You can Watch Ingenuity’s Flight on Mars, Captured by Perseverance

New video beamed back to Earth from the Perseverance Rover shows an incredibly detailed view of the Ingenuity helicopter’s flight back in September. The video – taken from about 300 meters (328 yards) away — shows Ingenuity’s takeoff and landing with such detail, that even a little plume of dust is visible during the helicopter’s ascent.

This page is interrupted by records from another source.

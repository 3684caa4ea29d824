//! Streaming decode pipeline
//!
//! Every item is decoded by an external helper process that writes a
//! farbfeld stream to a pipe. Nothing decoded is kept between renders: each
//! render of an item re-runs the helper and consumes the stream from byte
//! zero through a small read buffer owned by the compositor.

mod farbfeld;
mod transport;

pub use farbfeld::{FarbfeldReader, FrameHeader, HEADER_LEN, MAGIC, PIXEL_BYTES, Pixels};
pub use transport::{DecoderVariant, HelperDecoder, ProcessStream};

use crate::error::DecodeError;

/// Read buffer size, one pipe buffer's worth.
pub const READ_BUF_SIZE: usize = 4096;

/// Fixed-size scratch buffer lent to one pixel stream at a time.
pub struct ReadBuffer {
    bytes: Box<[u8]>,
}

impl ReadBuffer {
    pub fn new() -> Self {
        Self::with_capacity(READ_BUF_SIZE)
    }

    /// Buffers smaller than a single pixel are bumped up to one pixel.
    pub fn with_capacity(capacity: usize) -> Self {
        Self {
            bytes: vec![0; capacity.max(PIXEL_BYTES)].into_boxed_slice(),
        }
    }

    pub(crate) fn as_mut_slice(&mut self) -> &mut [u8] {
        &mut self.bytes
    }
}

impl Default for ReadBuffer {
    fn default() -> Self {
        Self::new()
    }
}

/// A decode session producing one image.
pub trait PixelSource {
    /// Read and validate the 16-byte header. Must be called exactly once,
    /// before any chunk is read.
    fn read_header(&mut self) -> Result<FrameHeader, DecodeError>;

    /// Read the next run of whole pixels into `buf`.
    ///
    /// Returns `Ok(None)` once the stream is exhausted.
    fn read_chunk<'b>(&mut self, buf: &'b mut ReadBuffer)
    -> Result<Option<Pixels<'b>>, DecodeError>;

    /// Release the session, reaping any process behind it.
    fn finish(&mut self) {}
}

/// Opens pixel streams for item locators.
pub trait Decoder {
    fn open(&mut self, locator: &str) -> Result<Box<dyn PixelSource>, DecodeError>;
}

It’s hard to overstate how amazing this is. The precise nature of the planning and execution of capturing this video meant coordinating the timing with both the rover and helicopter teams and uploading precise commands to Mars for both robots– one to do the flight and the other to start filming, all at the exact moment. The commands were likely sent to Mars several days in advance.

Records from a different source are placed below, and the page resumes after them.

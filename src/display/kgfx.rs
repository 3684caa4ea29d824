//! Kitty graphics protocol commands used to present frames.

use std::io::{self, Write};

use base64::Engine;
use base64::engine::general_purpose::STANDARD as BASE64;
use flate2::write::ZlibEncoder;

const ESC: u8 = 0x1B;
const APC_START: &[u8] = &[ESC, b'_', b'G'];
const APC_END: &[u8] = &[ESC, b'\\'];

/// Maximum payload size per chunk (base64 characters).
pub const CHUNK_LIMIT: usize = 4096;

/// Frames are always sent as packed 24-bit RGB.
const RGB_FORMAT: u8 = 24;

/// Quiet mode for terminal responses.
#[derive(Debug, Clone, Copy, PartialEq, Eq, Default)]
pub enum Quiet {
    #[default]
    Normal,
    Silent,
}

impl Quiet {
    fn code(self) -> Option<u8> {
        match self {
            Quiet::Normal => None,
            Quiet::Silent => Some(2),
        }
    }
}

#[derive(Debug, Clone, Copy, PartialEq, Eq, Default)]
pub enum Compression {
    #[default]
    None,
    Zlib,
}

/// Zlib-compress and base64-encode a pixel payload.
pub fn compress_and_encode(pixels: &[u8]) -> io::Result<Vec<u8>> {
    let mut encoder = ZlibEncoder::new(Vec::new(), flate2::Compression::fast());
    encoder.write_all(pixels)?;
    let compressed = encoder.finish()?;
    Ok(BASE64.encode(compressed).into_bytes())
}

pub fn encode(pixels: &[u8]) -> Vec<u8> {
    BASE64.encode(pixels).into_bytes()
}

/// Direct (inline) pixel transmission, chunked as the protocol requires.
pub struct DirectTransmit {
    width: u32,
    height: u32,
    image_id: Option<u32>,
    placement_id: Option<u32>,
    quiet: Quiet,
    compression: Compression,
    chunk_limit: usize,
}

impl DirectTransmit {
    pub fn new(width: u32, height: u32) -> Self {
        Self {
            width,
            height,
            image_id: None,
            placement_id: None,
            quiet: Quiet::default(),
            compression: Compression::default(),
            chunk_limit: CHUNK_LIMIT,
        }
    }

    pub fn image_id(mut self, id: u32) -> Self {
        self.image_id = Some(id);
        self
    }

    pub fn placement_id(mut self, id: u32) -> Self {
        self.placement_id = Some(id);
        self
    }

    pub fn quiet(mut self, quiet: Quiet) -> Self {
        self.quiet = quiet;
        self
    }

    /// Declares how the payload passed to [`DirectTransmit::send_encoded`]
    /// was compressed.
    pub fn compression(mut self, compression: Compression) -> Self {
        self.compression = compression;
        self
    }

    /// Will be clamped to [4, CHUNK_LIMIT] and aligned down to a multiple of 4.
    pub fn chunk_limit(mut self, limit: usize) -> Self {
        self.chunk_limit = limit;
        self
    }

    fn params(&self) -> String {
        let mut params = format!(
            "a=T,t=d,f={RGB_FORMAT},s={},v={}",
            self.width,
            self.height
        );
        if let Some(id) = self.image_id {
            params.push_str(&format!(",i={id}"));
        }
        if let Some(id) = self.placement_id {
            params.push_str(&format!(",p={id}"));
        }
        // The cursor stays put so the frame never scrolls the screen.
        params.push_str(",C=1");
        if self.compression == Compression::Zlib {
            params.push_str(",o=z");
        }
        if let Some(q) = self.quiet.code() {
            params.push_str(&format!(",q={q}"));
        }
        params
    }

    /// Transmit a base64 payload. Returns the number of chunks written.
    pub fn send_encoded<W: Write>(self, writer: &mut W, encoded: &[u8]) -> io::Result<usize> {
        let limit = self.chunk_limit.clamp(4, CHUNK_LIMIT);
        let limit = limit - (limit % 4);
        let params = self.params();

        if encoded.is_empty() {
            writer.write_all(APC_START)?;
            writer.write_all(params.as_bytes())?;
            writer.write_all(b";")?;
            writer.write_all(APC_END)?;
            return Ok(1);
        }

        let total = encoded.len().div_ceil(limit);
        for (i, chunk) in encoded.chunks(limit).enumerate() {
            writer.write_all(APC_START)?;
            if i == 0 {
                writer.write_all(params.as_bytes())?;
                if total > 1 {
                    writer.write_all(b",m=1")?;
                }
            } else if i == total - 1 {
                writer.write_all(b"m=0")?;
            } else {
                writer.write_all(b"m=1")?;
            }
            writer.write_all(b";")?;
            writer.write_all(chunk)?;
            writer.write_all(APC_END)?;
        }
        Ok(total)
    }
}

/// Delete every image placement and free the image data.
pub fn delete_all<W: Write>(writer: &mut W) -> io::Result<()> {
    writer.write_all(APC_START)?;
    writer.write_all(b"a=d,d=A,q=2")?;
    writer.write_all(APC_END)
}

#[cfg(test)]
mod tests {
    use super::*;

    #[test]
    fn single_chunk_carries_all_params() {
        let mut output = Vec::new();
        let chunks = DirectTransmit::new(100, 50)
            .image_id(1)
            .placement_id(1)
            .quiet(Quiet::Silent)
            .send_encoded(&mut output, b"AAAA")
            .unwrap();

        assert_eq!(chunks, 1);
        let output = String::from_utf8(output).unwrap();
        assert_eq!(
            output,
            "\x1b_Ga=T,t=d,f=24,s=100,v=50,i=1,p=1,C=1,q=2;AAAA\x1b\\"
        );
    }

    #[test]
    fn long_payloads_are_chunked() {
        let payload = vec![b'A'; 10];
        let mut output = Vec::new();
        let chunks = DirectTransmit::new(1, 1)
            .compression(Compression::Zlib)
            .chunk_limit(5)
            .send_encoded(&mut output, &payload)
            .unwrap();

        // 5 aligns down to 4: 4 + 4 + 2
        assert_eq!(chunks, 3);
        let output = String::from_utf8(output).unwrap();
        assert!(output.starts_with("\x1b_Ga=T,t=d,f=24,s=1,v=1,C=1,o=z,m=1;AAAA\x1b\\"));
        assert!(output.contains("\x1b_Gm=1;AAAA\x1b\\"));
        assert!(output.ends_with("\x1b_Gm=0;AA\x1b\\"));
    }

    #[test]
    fn compressed_payload_is_base64() {
        let encoded = compress_and_encode(&[7u8; 3000]).unwrap();
        assert!(encoded.len() < 3000);
        assert_eq!(encoded.len() % 4, 0);
        assert!(encoded.iter().all(|b| b.is_ascii_alphanumeric() || b"+/=".contains(b)));
    }

    #[test]
    fn delete_all_frees_images() {
        let mut output = Vec::new();
        delete_all(&mut output).unwrap();
        assert_eq!(output, b"\x1b_Ga=d,d=A,q=2\x1b\\");
    }
}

The videos show Ingenuity’s 13th flight, taken on September 4, 2021. The helicopter’s 16th flight was planned for over this past weekend – likely on November 20. We’ll share info from that flight when available.

The videos from Flight 13 were captured by the rover’s two-camera Mastcam-Z. The ‘right eye’ of the Mastcam-Z, JPL said, captured a close-up view where Ingenuity’s flight is visible in detail, while the ‘left eye’ captured a wide-angle view of the flight where the helicopter looks like just a moving speck. But this second view show the expansive region that the helicopter covered in its flight.

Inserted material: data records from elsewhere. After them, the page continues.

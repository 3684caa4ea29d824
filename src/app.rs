//! Viewer startup and the event loop shared by both binaries

use std::fs::{self, File};
use std::path::{Path, PathBuf};

use anyhow::{Context, Result, ensure};
use log::{LevelFilter, debug, info};
use simplelog::{Config, WriteLogger};

use crate::cli::{ComicArgs, CommonArgs, WebtoonArgs};
use crate::compositor::Compositor;
use crate::controller::{Controller, Flow};
use crate::decode::{Decoder, HelperDecoder};
use crate::display::{Display, KittyDisplay, TerminalGuard};
use crate::inputs::{EventSource, TerminalEvents, action_for};
use crate::layout::{DEFAULT_FALLBACK_HEIGHT, Document};
use crate::panic_handler::initialize_panic_handler;
use crate::settings::{APP_NAME, Settings, load_settings};
use crate::viewport::Viewport;

/// Which of the two viewers is running.
#[derive(Clone, Copy, Debug, PartialEq, Eq)]
pub enum ViewerKind {
    Comic,
    Webtoon,
}

impl ViewerKind {
    pub fn name(self) -> &'static str {
        match self {
            ViewerKind::Comic => "comic-viewer",
            ViewerKind::Webtoon => "webtoon-viewer",
        }
    }

    /// Web-comic panels run much taller than comic pages.
    pub fn default_fallback_height(self) -> u32 {
        match self {
            ViewerKind::Comic => DEFAULT_FALLBACK_HEIGHT,
            ViewerKind::Webtoon => 500,
        }
    }
}

/// Fallback height by precedence: command line, settings, viewer default.
pub fn fallback_height(kind: ViewerKind, common: &CommonArgs, settings: &Settings) -> u32 {
    common
        .fallback_height
        .or(settings.fallback_height.filter(|&h| h > 0))
        .unwrap_or_else(|| kind.default_fallback_height())
}

pub fn run_comic_viewer(args: ComicArgs) -> Result<()> {
    let settings = prepare(ViewerKind::Comic, &args.common)?;
    let converter = args
        .converter
        .unwrap_or_else(|| settings.converter.clone());
    info!("converter {}", converter.display());
    run_viewer(
        ViewerKind::Comic,
        HelperDecoder::stdin(converter),
        args.items,
        &args.common,
        &settings,
    )
}

pub fn run_webtoon_viewer(args: WebtoonArgs) -> Result<()> {
    let settings = prepare(ViewerKind::Webtoon, &args.common)?;
    info!("helper {}", args.helper.display());
    run_viewer(
        ViewerKind::Webtoon,
        HelperDecoder::argument(args.helper),
        args.items,
        &args.common,
        &settings,
    )
}

/// Start logging, then load settings and apply the effective log level.
fn prepare(kind: ViewerKind, common: &CommonArgs) -> Result<Settings> {
    let log_path = common
        .log_file
        .clone()
        .unwrap_or_else(|| default_log_path(kind));
    init_logging(&log_path)?;
    info!("Starting {}", kind.name());

    let settings = load_settings(common.config.as_deref())?;
    let level = common
        .log_level
        .or_else(|| settings.log_level())
        .unwrap_or(LevelFilter::Info);
    log::set_max_level(level);
    debug!("log level {level}");
    Ok(settings)
}

/// `<cache dir>/stripview/<viewer>.log`, or the current directory when
/// there is no cache dir.
pub fn default_log_path(kind: ViewerKind) -> PathBuf {
    let file_name = format!("{}.log", kind.name());
    dirs::cache_dir()
        .map(|cache| cache.join(APP_NAME))
        .filter(|dir| fs::create_dir_all(dir).is_ok())
        .map(|dir| dir.join(&file_name))
        .unwrap_or_else(|| PathBuf::from(file_name))
}

/// The logger accepts everything; `log::set_max_level` does the filtering
/// once the settings are known.
fn init_logging(path: &Path) -> Result<()> {
    let file = File::create(path)
        .with_context(|| format!("failed to create log file {}", path.display()))?;
    WriteLogger::init(LevelFilter::Trace, Config::default(), file)
        .context("failed to install logger")?;
    Ok(())
}

fn run_viewer<D: Decoder>(
    kind: ViewerKind,
    decoder: D,
    items: Vec<String>,
    common: &CommonArgs,
    settings: &Settings,
) -> Result<()> {
    initialize_panic_handler();

    let fallback = fallback_height(kind, common, settings);
    let document = Document::new(items, fallback);
    ensure!(!document.is_empty(), "no items to show");
    info!("{} items, fallback height {fallback}", document.len());

    let mut display = KittyDisplay::open(settings.surface_format, settings.compress_frames)
        .context("terminal does not report its size in pixels")?;
    let mut guard = TerminalGuard::enter().context("failed to set up the terminal")?;

    let (width, height) = display.geometry();
    let mut controller = Controller::new(
        document,
        decoder,
        Compositor::new(settings.palette()),
        Viewport::new(width, height),
        settings.steps(),
    );
    let result = run_event_loop(&mut controller, &mut display, &mut TerminalEvents);

    guard.restore();
    info!("Shutting down {}", kind.name());
    result
}

/// Draw the first frame, then translate input into actions until quit.
pub fn run_event_loop<D: Decoder>(
    controller: &mut Controller<D>,
    display: &mut dyn Display,
    events: &mut dyn EventSource,
) -> Result<()> {
    controller.refresh(display);
    loop {
        let event = events.next_event()?;
        let Some(action) = action_for(&event) else {
            continue;
        };
        if controller.handle(action, display) == Flow::Quit {
            return Ok(());
        }
    }
}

“The value of Mastcam-Z really shines through with these video clips,” said Justin Maki, deputy principal investigator for the Mastcam-Z instrument, in a press release. “Even at 300 meters [328 yards] away, we get a magnificent closeup of takeoff and landing through Mastcam-Z’s ‘right eye.’ And while the helicopter is little more than a speck in the wide view taken through the ‘left eye,’ it gives viewers a good feel for the size of the environment that Ingenuity is exploring.”

Here’s the zoomed-out left-eye view:

The 13th flight was 160.5 seconds long. NASA said that  Flight 13 stands out as one of Ingenuity’s most complicated because it involved flying over varied terrain with different heights. The helicopter also was programed to take pictures of the different geological features, taking images of an outcrop from multiple angles for the rover team. Acquired from an altitude of 26 feet (8 meters), the images complement those collected during Flight 12, providing valuable insight for Perseverance scientists and rover drivers.

“We took off from the crater floor and flew over an elevated ridgeline before dipping into Séítah,” said Ingenuity Chief Pilot Håvard Grip of JPL. “Since the helicopter’s navigation filter prefers flat terrain, we programmed in a waypoint near the ridgeline, where the helicopter slows down and hovers for a moment. Our flight simulations indicated that this little ‘breather’ would help the helicopter keep track of its heading in spite of the significant terrain variations. It does the same on the way back. It’s awesome to actually get to see this occur, and it reinforces the accuracy of our modeling and our understanding of how to best operate Ingenuity.”

JPL described the 13th flight this way:

The wide-angle view also shows how Ingenuity maintains altitude during the flight. After an initial ascent to 26 feet (8 meters) altitude, the helicopter’s laser altimeter notes a change in elevation of the terrain below as it heads northeast toward the ridgeline. Ingenuity automatically adjusts, climbing slightly as it approaches the ridge and then descending to remain 26 feet (8 meters) above the undulating surface. Once it flies to the right, out of view, Ingenuity collects 10 images of the rocky outcrop with its color camera before heading back into frame and returning to land in the targeted location.

We’ll keep you posted on Ginny’s next flight and how the helicopter might continue to scout ahead for the Perseverance rover. Keep tabs on Ingenuity at this website, and Perseverance here.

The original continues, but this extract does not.